Exercise aim: Give back exactly the lines of the material below, starting with the line with "pub fn conflict(reason: impl" and going on through the line with "the given reason.".
::::::
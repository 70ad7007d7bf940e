use std::fmt::Display;

use log::{debug, error};
use rocket::{
    http::{Status, StatusClass},
    response::Responder,
    serde::json::Json,
    Request,
};
use serde::Serialize;
use thiserror::Error;

use crate::ledger::{LifecycleError, VoteError};
use crate::logging::RequestId;
use crate::model::api::auth::FaceAuthError;

pub type Result<T> = std::result::Result<T, Error>;

#[derive(Debug, Error)]
pub enum Error {
    #[error(transparent)]
    Db(#[from] mongodb::error::Error),
    #[error(transparent)]
    Jwt(#[from] jsonwebtoken::errors::Error),
    #[error(transparent)]
    Argon2(#[from] argon2::Error),
    #[error(transparent)]
    Io(#[from] std::io::Error),
    #[error(transparent)]
    FaceAuth(#[from] FaceAuthError),
    #[error(transparent)]
    Vote(#[from] VoteError),
    #[error(transparent)]
    Lifecycle(#[from] LifecycleError),
    #[error("{1}")]
    Status(Status, String),
}

impl Error {
    /// The given thing does not exist.
    pub fn not_found(what: impl Display) -> Self {
        Self::Status(Status::NotFound, format!("{what} not found"))
    }

    pub fn bad_request(reason: impl Into<String>) -> Self {
        Self::Status(Status::BadRequest, reason.into())
    }

    pub fn conflict(reason: impl Into<String>) -> Self {
        Self::Status(Status::Conflict, reason.into())
    }

    /// Map a unique index violation to a conflict with the given reason.
    pub fn on_duplicate(err: mongodb::error::Error, reason: impl Into<String>) -> Self {
        if crate::model::mongodb::is_duplicate_key_error(&err) {
            Self::conflict(reason)
        } else {
            err.into()
        }
    }

    pub fn status(&self) -> Status {
        match self {
            Self::Db(_) | Self::Jwt(_) | Self::Argon2(_) | Self::Io(_) => {
                Status::InternalServerError
            }
            Self::FaceAuth(_) => Status::BadGateway,
            Self::Vote(e) => match e {
                VoteError::Validation(_) => Status::BadRequest,
                VoteError::AlreadyVoted { .. } => Status::Forbidden,
                VoteError::InvalidReference(_) => Status::NotFound,
                VoteError::Lifecycle(e) => lifecycle_status(e),
                VoteError::Db(_) => Status::InternalServerError,
            },
            Self::Lifecycle(e) => lifecycle_status(e),
            Self::Status(status, _) => *status,
        }
    }
}

fn lifecycle_status(err: &LifecycleError) -> Status {
    match err {
        LifecycleError::NotFound(_) => Status::NotFound,
        LifecycleError::InvalidTransition { .. } | LifecycleError::NotAcceptingVotes { .. } => {
            Status::Conflict
        }
        LifecycleError::Db(_) => Status::InternalServerError,
    }
}

/// Body of an error response.
#[derive(Serialize)]
struct ErrorBody {
    error: String,
}

impl<'r, 'o: 'r> Responder<'r, 'o> for Error {
    fn respond_to(self, req: &'r Request<'_>) -> rocket::response::Result<'o> {
        let status = self.status();
        match status.class() {
            // Internal details stay in the logs.
            StatusClass::ServerError => {
                error!("{} failed: {self}", RequestId::of(req));
                Err(status)
            }
            _ => {
                debug!("{self}");
                let body = ErrorBody {
                    error: self.to_string(),
                };
                (status, Json(body)).respond_to(req)
            }
        }
    }
}

#[cfg(test)]
mod tests {
    use super::*;

    use crate::model::common::ElectionState;

    #[test]
    fn vote_errors_map_to_statuses() {
        let cases = [
            (VoteError::Validation("empty".into()), Status::BadRequest),
            (
                VoteError::AlreadyVoted {
                    election_id: 1,
                    constituency_id: 2,
                },
                Status::Forbidden,
            ),
            (VoteError::InvalidReference("gone".into()), Status::NotFound),
            (
                VoteError::Lifecycle(LifecycleError::NotAcceptingVotes {
                    election_id: 1,
                    state: ElectionState::Created,
                }),
                Status::Conflict,
            ),
        ];
        for (err, status) in cases {
            assert_eq!(Error::from(err).status(), status);
        }
    }

    #[test]
    fn lifecycle_errors_map_to_statuses() {
        assert_eq!(
            Error::from(LifecycleError::NotFound(3)).status(),
            Status::NotFound
        );
        assert_eq!(
            Error::from(LifecycleError::InvalidTransition {
                election_id: 3,
                from: ElectionState::Ended,
                to: ElectionState::Started,
            })
            .status(),
            Status::Conflict
        );
    }

    #[test]
    fn not_found_message() {
        let err = Error::not_found("Election 4");
        assert_eq!(err.status(), Status::NotFound);
        assert_eq!(err.to_string(), "Election 4 not found");
    }
}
::::::
Answer below:
    pub fn conflict(reason: impl Into<String>) -> Self {
        Self::Status(Status::Conflict, reason.into())
    }

    /// Map a unique index violation to a conflict with the given reason.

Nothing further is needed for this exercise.